There is a whole genre of content built around the magic prompt: the perfect form of words that unlocks dramatically better results from an AI. It is mostly theatre. The people getting real, repeatable value from these tools are not hunting for incantations. They are doing something far less glamorous and far more powerful: they are specifying clearly what they actually want.
That distinction matters more every month. As the cost of producing things — text, code, designs, plans — falls towards zero, the bottleneck moves. It is no longer “can we build it?” It is “do we know precisely what we want?” Clarity, the least fashionable skill in the room, is quietly becoming the moat.
Prompting is asking. Specifying is thinking.
A prompt is a request you toss at a model and hope.
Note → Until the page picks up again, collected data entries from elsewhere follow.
//! `shell` executor - runs a script through a shell

use crate::adapters::{parse_params, CommandRunner, CommandSpec, ExecutorError, TaskExecutor, TaskOutput};
use crate::core::{context::RunContext, task::Task};
use async_trait::async_trait;
use serde::Deserialize;
use std::collections::BTreeMap;
use std::sync::Arc;

/// Output lines of this form become task exports
const EXPORT_MARKER: &str = "::export ";

#[derive(Debug, Deserialize)]
struct ShellParams {
    run: String,

    /// `workspace:<name>`, relative, or absolute
    #[serde(default)]
    working_directory: Option<String>,

    #[serde(default)]
    env: BTreeMap<String, String>,

    /// Environment variables filled from named secrets
    #[serde(default)]
    secret_env: BTreeMap<String, String>,

    #[serde(default = "default_shell")]
    shell: String,
}

fn default_shell() -> String {
    "sh".to_string()
}

pub struct ShellExecutor {
    runner: Arc<dyn CommandRunner>,
}

impl ShellExecutor {
    pub fn new(runner: Arc<dyn CommandRunner>) -> Self {
        Self { runner }
    }
}

#[async_trait]
impl TaskExecutor for ShellExecutor {
    async fn run(&self, task: &Task, ctx: &RunContext) -> Result<TaskOutput, ExecutorError> {
        let params: ShellParams = parse_params(task)?;

        let mut command = CommandSpec::new(&params.shell)
            .args(["-c", params.run.as_str()])
            .current_dir(ctx.resolve_dir(params.working_directory.as_deref()));
        for (key, value) in &params.env {
            command = command.env(key, value);
        }
        for (key, secret_name) in &params.secret_env {
            let secret = ctx
                .secret(secret_name)
                .ok_or_else(|| ExecutorError::MissingSecret(secret_name.clone()))?;
            command = command.env(key, secret.expose());
        }

        let output = self.runner.run(&command).await?;

        let mut result = TaskOutput::new(output.stdout.clone());
        for line in output.stdout.lines() {
            if let Some((key, value)) = line
                .strip_prefix(EXPORT_MARKER)
                .and_then(|rest| rest.split_once('='))
            {
                result = result.with_export(key.trim(), value.trim());
            }
        }
        Ok(result)
    }
}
A specification is the result of having worked out what good looks like before you ask: the goal, the constraints, the edge cases, what to do when something is ambiguous, what the output should and should not contain. One is a wish. The other is a decision, written down.
The reason specifying beats prompting is not that the model understands it better, though it does. It is that the act of specifying forces you to confront the questions you were hoping to avoid. Most vague output is downstream of vague thinking. The work of getting specific is the work, and it was always going to fall to a human.
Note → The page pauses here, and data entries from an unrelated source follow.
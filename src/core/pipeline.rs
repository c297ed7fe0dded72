//! Pipeline domain model

use crate::core::{
    config::PipelineConfig,
    stage::{Stage, DEFAULT_NOTIFY_STAGE},
    task::{Task, TaskDefaults},
};
use crate::trigger::TriggerSpec;
use std::collections::HashMap;

/// A pipeline definition: an ordered sequence of stages ending in the
/// notify stage
#[derive(Debug, Clone)]
pub struct Pipeline {
    pub name: String,

    /// Which events start this pipeline
    pub trigger: TriggerSpec,

    /// Variables available to task parameter rendering
    pub variables: HashMap<String, String>,

    /// Stages in declaration order; the last one is the notify stage
    stages: Vec<Stage>,
}

impl Pipeline {
    /// Create a pipeline from configuration
    pub fn from_config(config: &PipelineConfig, global_variables: &HashMap<String, String>) -> Self {
        let defaults = TaskDefaults {
            max_retries: config.max_retries.unwrap_or(0),
            timeout_secs: config
                .default_timeout_secs
                .unwrap_or(TaskDefaults::default().timeout_secs),
        };

        let stages = config
            .stages
            .iter()
            .map(|stage| Stage::from_config(stage, &defaults))
            .collect();

        let mut variables = global_variables.clone();
        variables.extend(config.variables.clone());

        Pipeline::new(&config.name, config.trigger.clone(), stages).with_variables(variables)
    }

    /// Build a pipeline, appending a notify stage if none is declared
    pub fn new(name: impl Into<String>, trigger: TriggerSpec, mut stages: Vec<Stage>) -> Self {
        if !stages.last().is_some_and(Stage::is_notify) {
            stages.retain(|s| !s.is_notify());
            stages.push(Stage::notify(DEFAULT_NOTIFY_STAGE));
        }

        Pipeline {
            name: name.into(),
            trigger,
            variables: HashMap::new(),
            stages,
        }
    }

    pub fn with_variables(mut self, variables: HashMap<String, String>) -> Self {
        self.variables = variables;
        self
    }

    /// All stages, notify stage last
    pub fn stages(&self) -> &[Stage] {
        &self.stages
    }

    /// Get a stage by name
    pub fn stage(&self, name: &str) -> Option<&Stage> {
        self.stages.iter().find(|s| s.name == name)
    }

    /// Get a task by name
    pub fn task(&self, name: &str) -> Option<&Task> {
        self.stages
            .iter()
            .flat_map(|s| s.tasks.iter())
            .find(|t| t.name == name)
    }

    /// Every task in execution order
    pub fn tasks(&self) -> impl Iterator<Item = &Task> {
        self.stages.iter().flat_map(|s| s.tasks.iter())
    }

    pub fn notify_stage(&self) -> Option<&Stage> {
        self.stages.last().filter(|s| s.is_notify())
    }
}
What good specifying looks like
- State the actual goal, not just the task. “Draft a client update that reassures them the delay is under control” beats “write an email.”
- Give the constraints up front: length, tone, what to include, what to leave out.
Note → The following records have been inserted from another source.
//! Test doubles and harness for scenario tests

use async_trait::async_trait;
use parking_lot::Mutex;
use shipyard::adapters::{
    CommandOutput, CommandRunner, CommandSpec, ExecutorError, ExecutorRegistry, TaskExecutor,
    TaskOutput,
};
use shipyard::cache::InMemoryCacheStore;
use shipyard::core::{
    config::OrchestratorConfig,
    context::RunContext,
    event::{Event, PrMetadata},
    secrets::{SecretResolver, StaticSecrets},
    Run, RunStatus, StageStatus, Task, TaskStatus,
};
use shipyard::execution::{ExecutionEvent, Orchestrator, PipelineExecutor};
use shipyard::notify::{NotificationChannel, NotificationPayload, NotifyError, Notifier};
use shipyard::persistence::InMemoryHistory;
use shipyard::Pipeline;
use std::collections::HashMap;
use std::path::{Path, PathBuf};
use std::sync::Arc;
use std::time::Duration;

pub const SHA: &str = "a1b2c3d4e5f60718293a4b5c6d7e8f9012345678";

/// Gate-then-deploy configuration used by most scenarios
pub const GATE_THEN_DEPLOY: &str = r#"
pipelines:
  - name: "lint"
    on:
      push:
        branches: ["main"]
      pull_request: {}
    stages:
      - name: "lint"
        blocking: true
        tasks:
          - name: "install-deps"
            uses: "scripted"
            with:
              run: "poetry install"
            cache:
              scope: "deps"
              files: ["poetry.lock"]
              tool_version: "poetry-1.1"
          - name: "run-linters"
            uses: "scripted"
            with:
              run: "pre-commit run --all-files"

  - name: "build"
    on:
      workflow_run:
        workflows: ["lint"]
    stages:
      - name: "build"
        tasks:
          - name: "build-image"
            uses: "image-build"
            with:
              image: "ghcr.io/org/app"
          - name: "push-image"
            uses: "image-push"
            with:
              image: "ghcr.io/org/app"
              username: "bot"
              password_secret: "registry_password"
      - name: "deploy"
        tasks:
          - name: "deploy"
            uses: "deploy"
            with:
              manifests: ["k8s/app.yaml"]
              namespace: "production"
              images:
                - workload: "deployment/app"
                  container: "app"
                  image: "{{ push-image.image_ref }}"
"#;

pub fn push_event() -> Event {
    Event::push("refs/heads/main", SHA)
}

pub fn pr_event() -> Event {
    Event::pull_request(
        "refs/pull/42/merge",
        SHA,
        PrMetadata {
            number: 42,
            title: "Tighten lint rules".to_string(),
            author: "octocat".to_string(),
            source_ref: "feature/lint".to_string(),
        },
    )
}

/// What a scripted task does when invoked
#[derive(Debug, Clone)]
pub enum Script {
    Succeed,
    Fail(String),
    /// Fail this many times, then succeed
    FailTimes(usize),
    Sleep(Duration),
    Export(String, String),
}

/// Executor whose behaviour is scripted per task name. Unscripted tasks
/// succeed.
#[derive(Default)]
pub struct ScriptedExecutor {
    scripts: Mutex<HashMap<String, Script>>,
    calls: Mutex<Vec<(String, String)>>,
}

impl ScriptedExecutor {
    pub fn new() -> Arc<Self> {
        Arc::new(Self::default())
    }

    pub fn script(&self, task_name: &str, script: Script) {
        self.scripts.lock().insert(task_name.to_string(), script);
    }

    /// Invoked task names, in order
    pub fn calls(&self) -> Vec<String> {
        self.calls.lock().iter().map(|(name, _)| name.clone()).collect()
    }

    pub fn call_count(&self, task_name: &str) -> usize {
        self.calls.lock().iter().filter(|(name, _)| name == task_name).count()
    }

    /// Rendered `run` parameter of each invocation
    pub fn rendered(&self, task_name: &str) -> Vec<String> {
        self.calls
            .lock()
            .iter()
            .filter(|(name, _)| name == task_name)
            .map(|(_, run)| run.clone())
            .collect()
    }
}

#[async_trait]
impl TaskExecutor for ScriptedExecutor {
    async fn run(&self, task: &Task, _ctx: &RunContext) -> Result<TaskOutput, ExecutorError> {
        let attempt = {
            let mut calls = self.calls.lock();
            calls.push((
                task.name.clone(),
                task.param_str("run").unwrap_or_default().to_string(),
            ));
            calls.iter().filter(|(name, _)| *name == task.name).count()
        };
        let script = self
            .scripts
            .lock()
            .get(&task.name)
            .cloned()
            .unwrap_or(Script::Succeed);

        match script {
            Script::Succeed => Ok(TaskOutput::new(format!("{} ok", task.name))),
            Script::Fail(message) => Err(ExecutorError::Failed(message)),
            Script::FailTimes(n) if attempt <= n => {
                Err(ExecutorError::Failed(format!("{} flaked ({})", task.name, attempt)))
            }
            Script::FailTimes(_) => Ok(TaskOutput::new(format!("{} ok", task.name))),
            Script::Sleep(duration) => {
                tokio::time::sleep(duration).await;
                Ok(TaskOutput::new(format!("{} ok", task.name)))
            }
            Script::Export(key, value) => {
                Ok(TaskOutput::new(format!("{} ok", task.name)).with_export(key, value))
            }
        }
    }
}

/// Command runner that records command lines instead of spawning them
#[derive(Default)]
pub struct RecordingRunner {
    commands: Mutex<Vec<CommandSpec>>,
    failing: Mutex<Vec<String>>,
}

impl RecordingRunner {
    pub fn new() -> Arc<Self> {
        Arc::new(Self::default())
    }

    /// Fail commands whose line starts with `prefix`
    pub fn fail_on(&self, prefix: &str) {
        self.failing.lock().push(prefix.to_string());
    }

    pub fn lines(&self) -> Vec<String> {
        self.commands.lock().iter().map(|c| c.to_string()).collect()
    }

    pub fn stdin_of(&self, prefix: &str) -> Option<String> {
        self.commands
            .lock()
            .iter()
            .find(|c| c.to_string().starts_with(prefix))
            .and_then(|c| c.stdin.clone())
    }
}

#[async_trait]
impl CommandRunner for RecordingRunner {
    async fn run(&self, spec: &CommandSpec) -> Result<CommandOutput, ExecutorError> {
        self.commands.lock().push(spec.clone());
        let line = spec.to_string();
        if self.failing.lock().iter().any(|prefix| line.starts_with(prefix.as_str())) {
            return Err(ExecutorError::CommandFailed {
                command: line,
                code: 1,
                stderr: "simulated failure".to_string(),
            });
        }
        Ok(CommandOutput {
            code: 0,
            stdout: String::new(),
            stderr: String::new(),
        })
    }
}

/// Notification channel that keeps every payload it receives
#[derive(Default)]
pub struct RecordingChannel {
    payloads: Mutex<Vec<NotificationPayload>>,
    fail: bool,
}

impl RecordingChannel {
    pub fn new() -> Arc<Self> {
        Arc::new(Self::default())
    }

    /// A channel that records, then rejects every delivery
    pub fn rejecting() -> Arc<Self> {
        Arc::new(Self {
            payloads: Mutex::new(Vec::new()),
            fail: true,
        })
    }

    pub fn payloads(&self) -> Vec<NotificationPayload> {
        self.payloads.lock().clone()
    }

    pub fn for_pipeline(&self, pipeline: &str) -> Vec<NotificationPayload> {
        self.payloads()
            .into_iter()
            .filter(|p| p.pipeline == pipeline)
            .collect()
    }
}

#[async_trait]
impl NotificationChannel for RecordingChannel {
    fn name(&self) -> &str {
        "recording"
    }

    async fn deliver(
        &self,
        payload: &NotificationPayload,
        _secrets: &dyn SecretResolver,
    ) -> Result<(), NotifyError> {
        self.payloads.lock().push(payload.clone());
        if self.fail {
            return Err(NotifyError::Rejected(503));
        }
        Ok(())
    }
}

/// Orchestrator wired to test doubles
pub struct Harness {
    pub orchestrator: Orchestrator,
    pub scripted: Arc<ScriptedExecutor>,
    pub runner: Arc<RecordingRunner>,
    pub channel: Arc<RecordingChannel>,
    pub cache: Arc<InMemoryCacheStore>,
    pub history: Arc<InMemoryHistory>,
    pub events: Arc<Mutex<Vec<ExecutionEvent>>>,
}

pub struct HarnessBuilder {
    pipelines: Vec<Pipeline>,
    workdir: PathBuf,
    channel: Arc<RecordingChannel>,
    cache: Arc<InMemoryCacheStore>,
    redelivery_window: Option<usize>,
}

impl HarnessBuilder {
    pub fn workdir(mut self, workdir: &Path) -> Self {
        self.workdir = workdir.to_path_buf();
        self
    }

    pub fn channel(mut self, channel: Arc<RecordingChannel>) -> Self {
        self.channel = channel;
        self
    }

    /// Share a cache with another harness
    pub fn cache(mut self, cache: Arc<InMemoryCacheStore>) -> Self {
        self.cache = cache;
        self
    }

    pub fn redelivery_window(mut self, capacity: usize) -> Self {
        self.redelivery_window = Some(capacity);
        self
    }

    pub fn build(self) -> Harness {
        let scripted = ScriptedExecutor::new();
        let runner = RecordingRunner::new();

        let mut registry = ExecutorRegistry::with_defaults(runner.clone());
        registry.register("scripted", scripted.clone());
        registry
            .check_pipelines(&self.pipelines)
            .expect("pipelines reference registered executors");

        let secrets: Arc<dyn SecretResolver> =
            Arc::new(StaticSecrets::new().with("registry_password", "hunter2"));
        let executor = PipelineExecutor::new(
            registry,
            self.cache.clone(),
            Notifier::new(self.channel.clone()),
            secrets,
            self.workdir,
        );

        let events = Arc::new(Mutex::new(Vec::new()));
        let sink = events.clone();
        executor.add_event_handler(move |event| sink.lock().push(event.clone()));

        let history = Arc::new(InMemoryHistory::new());
        let mut orchestrator =
            Orchestrator::new(self.pipelines, executor).with_history(history.clone());
        if let Some(capacity) = self.redelivery_window {
            orchestrator = orchestrator.with_redelivery_window(capacity);
        }

        Harness {
            orchestrator,
            scripted,
            runner,
            channel: self.channel,
            cache: self.cache,
            history,
            events,
        }
    }
}

impl Harness {
    pub fn builder(pipelines: Vec<Pipeline>) -> HarnessBuilder {
        HarnessBuilder {
            pipelines,
            workdir: PathBuf::from("/work"),
            channel: RecordingChannel::new(),
            cache: Arc::new(InMemoryCacheStore::new()),
            redelivery_window: None,
        }
    }

    pub fn from_yaml(yaml: &str) -> HarnessBuilder {
        let config = OrchestratorConfig::from_yaml(yaml).expect("valid configuration");
        Self::builder(config.to_pipelines())
    }

    pub fn gate_then_deploy() -> Self {
        Self::from_yaml(GATE_THEN_DEPLOY).build()
    }
}

/// The single run of `pipeline` in `runs`
pub fn run_of<'a>(runs: &'a [Run], pipeline: &str) -> &'a Run {
    let matching: Vec<&Run> = runs.iter().filter(|r| r.pipeline_name == pipeline).collect();
    assert_eq!(matching.len(), 1, "expected exactly one run of {}", pipeline);
    matching[0]
}

pub fn assert_run_status(run: &Run, status: RunStatus) {
    assert_eq!(
        run.overall_status, status,
        "run of {} ended {:?}, stages: {:#?}",
        run.pipeline_name, run.overall_status, run.stage_results
    );
}

pub fn assert_stage(run: &Run, stage: &str, status: StageStatus) {
    let result = run
        .stage(stage)
        .unwrap_or_else(|| panic!("stage {} not recorded", stage));
    assert_eq!(result.status, status, "stage {}: {:#?}", stage, result);
}

pub fn assert_task(run: &Run, stage: &str, task: &str, status: TaskStatus) {
    let result = run
        .stage(stage)
        .and_then(|s| s.task(task))
        .unwrap_or_else(|| panic!("task {}/{} not recorded", stage, task));
    assert_eq!(result.status, status, "task {}: {:#?}", task, result);
}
- Name the edge cases. What should happen when the information is missing, or contradictory, or the request does not quite fit the usual pattern?
- Say what done looks like, so the result can be checked against something rather than judged on a feeling.
- Provide the context the model cannot know, and trust it with the rest.
This is not a trick. It is clear thinking, externalised. The same specification that gets a better answer out of an AI would also get a better answer out of a new colleague, and for exactly the same reasons.
Why this is the durable skill
Tools change constantly. The clever prompt that worked on one model breaks on the next; the trick everyone shared last quarter is baked in or obsolete this one. Specifying does not date, because it is not about the tool. It is about knowing your own intent well enough to express it without ambiguity, and that has been valuable for as long as people have delegated work to other people.
It is also the part that does not get cheaper. When anyone can generate a plausible draft of anything, the plausible draft is worth very little. What is worth something is knowing which draft is right, why, and what specifically needs to change — and that judgement comes from the same place the good specification did. As production gets commoditised, taste and clarity become the scarce inputs, and they are not for sale by the seat.
How to get better at it
The good news is that this is a learnable, practical skill, and you can build it on the work you already do. Before your next AI task, write the brief as if you were handing it to a sharp but new assistant who knows nothing about your business. Be explicit about the goal, the boundaries and the awkward cases. Then notice where you struggled to be clear, because that is exactly where your own thinking was fuzzy, and that fuzziness was going to cost you with or without a machine.
Do that for a few weeks and two things happen. The output you get from AI improves sharply. And, more usefully, you start thinking more clearly in general, because you have been practising the rarest and most transferable skill there is: saying exactly what you mean.
Stop collecting prompts. Start getting clear. The tools will keep changing. The advantage of knowing precisely what you want will not.